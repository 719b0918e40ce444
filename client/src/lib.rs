//! Client library of the ALGO-trading platform
//!
//! Everything here is glue around the platform REST API: the [`ApiClient`] talking to it, the
//! [`SessionStore`] holding the logged-in user, the [`Storage`] the session survives restarts in,
//! and typed wrappers for the remaining endpoints in [`services`]. All business rules (balances,
//! profits, approvals) live on the server.

pub mod admin;
pub mod api;
pub mod error;
pub mod profile;
pub mod services;
pub mod session;
pub mod storage;

#[cfg(test)]
mod mock;

pub use admin::AdminAuth;
pub use api::{ApiClient, ApiConfig};
pub use error::{Error, Result};
pub use profile::{AccountStatus, Profile, ProfitStats};
pub use session::{AiToggle, Session, SessionState, SessionStore};
pub use storage::{FileStorage, MemoryStorage, Storage};
//! Trading pairs shown on the dashboard

use serde::{Deserialize, Serialize};
use serde_json::{Map, Value};
use tracing::info;

use super::{RecordId, amount, check_id};
use crate::api::ApiClient;
use crate::error::{Error, Result};

#[derive(Debug, Clone, PartialEq, Deserialize)]
#[serde(rename_all = "camelCase")]
pub struct Pair {
    #[serde(flatten)]
    pub id: RecordId,
    pub symbol: String,
    #[serde(default)]
    pub base_asset: Option<String>,
    #[serde(default)]
    pub quote_asset: Option<String>,
    #[serde(default, deserialize_with = "amount")]
    pub price: f64,
    #[serde(default, deserialize_with = "amount")]
    pub change_24h: f64,
    #[serde(default = "active")]
    pub is_active: bool,
    #[serde(flatten)]
    pub extra: Map<String, Value>,
}

fn active() -> bool {
    true
}

#[derive(Debug, Clone, Serialize)]
#[serde(rename_all = "camelCase")]
pub struct NewPair {
    pub symbol: String,
    pub base_asset: String,
    pub quote_asset: String,
    pub is_active: bool,
}

impl NewPair {
    fn check(&self) -> Result<()> {
        if self.symbol.trim().is_empty() {
            return Err(Error::Validation("Pair symbol is required"));
        }
        Ok(())
    }
}

pub struct Pairs<'a> {
    api: &'a ApiClient,
}

impl<'a> Pairs<'a> {
    pub(super) fn new(api: &'a ApiClient) -> Self {
        Self { api }
    }

    /// Pairs available for trading
    pub async fn list(&self) -> Result<Vec<Pair>> {
        self.api.get("/pairs").await
    }

    /// Adds a pair, admin only
    pub async fn create(&self, pair: &NewPair) -> Result<Pair> {
        pair.check()?;
        let pair: Pair = self.api.post("/admin/pairs", pair).await?;
        info!(pair = %pair.symbol, "Pair created");
        Ok(pair)
    }

    /// Replaces a pair, admin only
    pub async fn update(&self, id: &str, pair: &NewPair) -> Result<Pair> {
        pair.check()?;
        let path = format!("/admin/pairs/{}", check_id(id)?);
        let pair: Pair = self.api.put(&path, pair).await?;
        info!(pair = %pair.symbol, "Pair updated");
        Ok(pair)
    }

    /// Removes a pair, admin only
    pub async fn delete(&self, id: &str) -> Result<()> {
        let path = format!("/admin/pairs/{}", check_id(id)?);
        let _: Value = self.api.delete(&path).await?;
        info!(pair = id, "Pair deleted");
        Ok(())
    }
}
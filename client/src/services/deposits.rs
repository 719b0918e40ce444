//! Deposit requests

use chrono::{DateTime, Utc};
use serde::{Deserialize, Serialize};
use serde_json::{Map, Value};
use tracing::info;

use super::{RecordId, RequestStatus, StatusUpdate, amount, check_amount, check_id};
use crate::api::ApiClient;
use crate::error::Result;

/// Deposit request as listed by the server
#[derive(Debug, Clone, PartialEq, Deserialize)]
#[serde(rename_all = "camelCase")]
pub struct Deposit {
    #[serde(flatten)]
    pub id: RecordId,
    #[serde(default, deserialize_with = "amount")]
    pub amount: f64,
    #[serde(default)]
    pub network: Option<String>,
    #[serde(default)]
    pub transaction_hash: Option<String>,
    #[serde(default)]
    pub status: RequestStatus,
    #[serde(default)]
    pub created_at: Option<DateTime<Utc>>,
    #[serde(flatten)]
    pub extra: Map<String, Value>,
}

/// Deposit request to submit
#[derive(Debug, Clone, Serialize)]
#[serde(rename_all = "camelCase")]
pub struct NewDeposit {
    pub amount: f64,
    pub network: String,
    #[serde(skip_serializing_if = "Option::is_none")]
    pub transaction_hash: Option<String>,
}

pub struct Deposits<'a> {
    api: &'a ApiClient,
}

impl<'a> Deposits<'a> {
    pub(super) fn new(api: &'a ApiClient) -> Self {
        Self { api }
    }

    /// Submits a deposit request for review
    pub async fn create(&self, deposit: &NewDeposit) -> Result<Deposit> {
        check_amount(deposit.amount)?;
        let deposit: Deposit = self.api.post("/deposits", deposit).await?;
        info!(deposit = %deposit.id, amount = deposit.amount, "Deposit requested");
        Ok(deposit)
    }

    /// Deposit requests of the logged-in user
    pub async fn mine(&self) -> Result<Vec<Deposit>> {
        self.api.get("/deposits").await
    }

    /// Every deposit request, admin only
    pub async fn all(&self) -> Result<Vec<Deposit>> {
        self.api.get("/admin/deposits").await
    }

    /// Approves or rejects a deposit, admin only
    pub async fn set_status(&self, id: &str, status: RequestStatus) -> Result<Deposit> {
        let path = format!("/admin/deposits/{}/status", check_id(id)?);
        let deposit: Deposit = self.api.patch(&path, &StatusUpdate { status }).await?;
        info!(deposit = %deposit.id, status = ?deposit.status, "Deposit reviewed");
        Ok(deposit)
    }
}
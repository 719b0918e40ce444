//! Terminal configuration

use std::path::PathBuf;
use std::time::Duration;

use algo_client::ApiConfig;
use color_eyre::eyre::{OptionExt, Result};
use serde::{Deserialize, Deserializer};
use tracing_subscriber::filter::Directive;

/// Logging output format
#[derive(Debug, Clone, Copy, Default, Deserialize)]
pub enum LogFormat {
    #[default]
    #[serde(alias = "compact")]
    Compact,
    #[serde(alias = "pretty")]
    Pretty,
}

/// Logging configuration
#[derive(Debug, Clone, Deserialize, Default)]
pub struct Logging {
    /// Additional filtering directives
    #[serde(default, deserialize_with = "Logging::deserialize_filters")]
    pub filters: Vec<Directive>,

    /// Logging format
    #[serde(default)]
    pub format: LogFormat,
}

impl Logging {
    fn deserialize_filters<'de, D>(deserializer: D) -> Result<Vec<Directive>, D::Error>
    where
        D: Deserializer<'de>,
    {
        let dirs: Vec<String> = Deserialize::deserialize(deserializer)?;
        dirs.into_iter()
            .map(|dir| dir.parse().map_err(serde::de::Error::custom))
            .collect()
    }
}

/// Backend connection
#[derive(Debug, Clone, Deserialize)]
pub struct Api {
    /// Base URL of the REST API, eg. `https://algotrade.io/api`
    pub base_url: String,

    /// Request timeout in seconds
    #[serde(default = "Api::default_timeout")]
    pub timeout_secs: u64,
}

impl Api {
    fn default_timeout() -> u64 {
        30
    }
}

impl From<Api> for ApiConfig {
    fn from(api: Api) -> Self {
        ApiConfig::new(api.base_url).with_timeout(Duration::from_secs(api.timeout_secs))
    }
}

/// Where the session is kept between runs
#[derive(Debug, Clone, Deserialize, Default)]
pub struct Storage {
    /// State file, defaults to `algo-terminal/state.json` in the user data directory
    #[serde(default)]
    pub path: Option<PathBuf>,
}

impl Storage {
    pub fn path(&self) -> Result<PathBuf> {
        if let Some(path) = &self.path {
            return Ok(path.clone());
        }

        let dir = dirs::data_dir().ok_or_eyre("No data directory, set storage.path explicitly")?;
        Ok(dir.join("algo-terminal").join("state.json"))
    }
}

/// Top level terminal configuration
#[derive(Debug, Clone, Deserialize)]
pub struct Config {
    /// Backend connection
    pub api: Api,

    /// Session storage
    #[serde(default)]
    pub storage: Storage,

    /// Logging configuration
    #[serde(default)]
    pub logging: Logging,
}
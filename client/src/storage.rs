//! Local persistence of client state
//!
//! Mirrors the browser local storage: a flat string to string map. The session store keeps the
//! user token and profile there, admin authentication keeps its token and login time.

use thiserror::Error;

mod file;
mod memory;

pub use file::FileStorage;
pub use memory::MemoryStorage;

/// Well known storage keys
pub mod keys {
    /// User bearer token
    pub const AUTH_TOKEN: &str = "authToken";
    /// JSON-encoded user profile
    pub const USER: &str = "user";
    /// Admin bearer token
    pub const ADMIN_AUTH_TOKEN: &str = "adminAuthToken";
    /// RFC3339 timestamp of the admin login
    pub const ADMIN_AUTH_TIME: &str = "adminAuthTime";
}

#[derive(Debug, Error)]
pub enum StorageError {
    #[error("Storage I/O failure: {0}")]
    Io(#[from] std::io::Error),
    #[error("Corrupted storage file: {0}")]
    Corrupted(#[from] serde_json::Error),
}

/// Key-value backend for the client state
///
/// Operations are synchronous like the browser API they replace. Removing a missing key is not
/// an error.
pub trait Storage: Send + Sync {
    /// Reads a value
    fn get(&self, key: &str) -> Result<Option<String>, StorageError>;

    /// Writes a value, replacing the previous one
    fn set(&self, key: &str, value: &str) -> Result<(), StorageError>;

    /// Removes a value
    fn remove(&self, key: &str) -> Result<(), StorageError>;
}
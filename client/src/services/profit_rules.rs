//! Profit rules driving the simulated algo returns, admin only

use serde::{Deserialize, Serialize};
use serde_json::{Map, Value};
use tracing::info;

use super::{RecordId, amount, check_id};
use crate::api::ApiClient;
use crate::error::{Error, Result};

#[derive(Debug, Clone, PartialEq, Deserialize)]
#[serde(rename_all = "camelCase")]
pub struct ProfitRule {
    #[serde(flatten)]
    pub id: RecordId,
    #[serde(default)]
    pub tier: Option<u8>,
    #[serde(default, deserialize_with = "amount")]
    pub min_profit_percentage: f64,
    #[serde(default, deserialize_with = "amount")]
    pub max_profit_percentage: f64,
    #[serde(default)]
    pub is_active: bool,
    #[serde(flatten)]
    pub extra: Map<String, Value>,
}

#[derive(Debug, Clone, Serialize)]
#[serde(rename_all = "camelCase")]
pub struct NewProfitRule {
    #[serde(skip_serializing_if = "Option::is_none")]
    pub tier: Option<u8>,
    pub min_profit_percentage: f64,
    pub max_profit_percentage: f64,
    pub is_active: bool,
}

impl NewProfitRule {
    fn check(&self) -> Result<()> {
        let (min, max) = (self.min_profit_percentage, self.max_profit_percentage);
        if !min.is_finite() || !max.is_finite() {
            return Err(Error::Validation("Profit percentages must be numbers"));
        }
        if min > max {
            return Err(Error::Validation(
                "Minimum profit cannot exceed maximum profit",
            ));
        }
        Ok(())
    }
}

pub struct ProfitRules<'a> {
    api: &'a ApiClient,
}

impl<'a> ProfitRules<'a> {
    pub(super) fn new(api: &'a ApiClient) -> Self {
        Self { api }
    }

    pub async fn list(&self) -> Result<Vec<ProfitRule>> {
        self.api.get("/profit-rules").await
    }

    pub async fn create(&self, rule: &NewProfitRule) -> Result<ProfitRule> {
        rule.check()?;
        let rule: ProfitRule = self.api.post("/profit-rules", rule).await?;
        info!(rule = %rule.id, "Profit rule created");
        Ok(rule)
    }

    pub async fn update(&self, id: &str, rule: &NewProfitRule) -> Result<ProfitRule> {
        rule.check()?;
        let path = format!("/profit-rules/{}", check_id(id)?);
        let rule: ProfitRule = self.api.put(&path, rule).await?;
        info!(rule = %rule.id, "Profit rule updated");
        Ok(rule)
    }

    pub async fn delete(&self, id: &str) -> Result<()> {
        let path = format!("/profit-rules/{}", check_id(id)?);
        let _: Value = self.api.delete(&path).await?;
        info!(rule = id, "Profit rule deleted");
        Ok(())
    }
}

——————————

## THE TASK
Return each line from the entries above that includes "StatusUpdate".

## ANSWER BOX
use super::{RecordId, RequestStatus, StatusUpdate, amount, check_amount, check_id};
        let deposit: Deposit = self.api.patch(&path, &StatusUpdate { status }).await?;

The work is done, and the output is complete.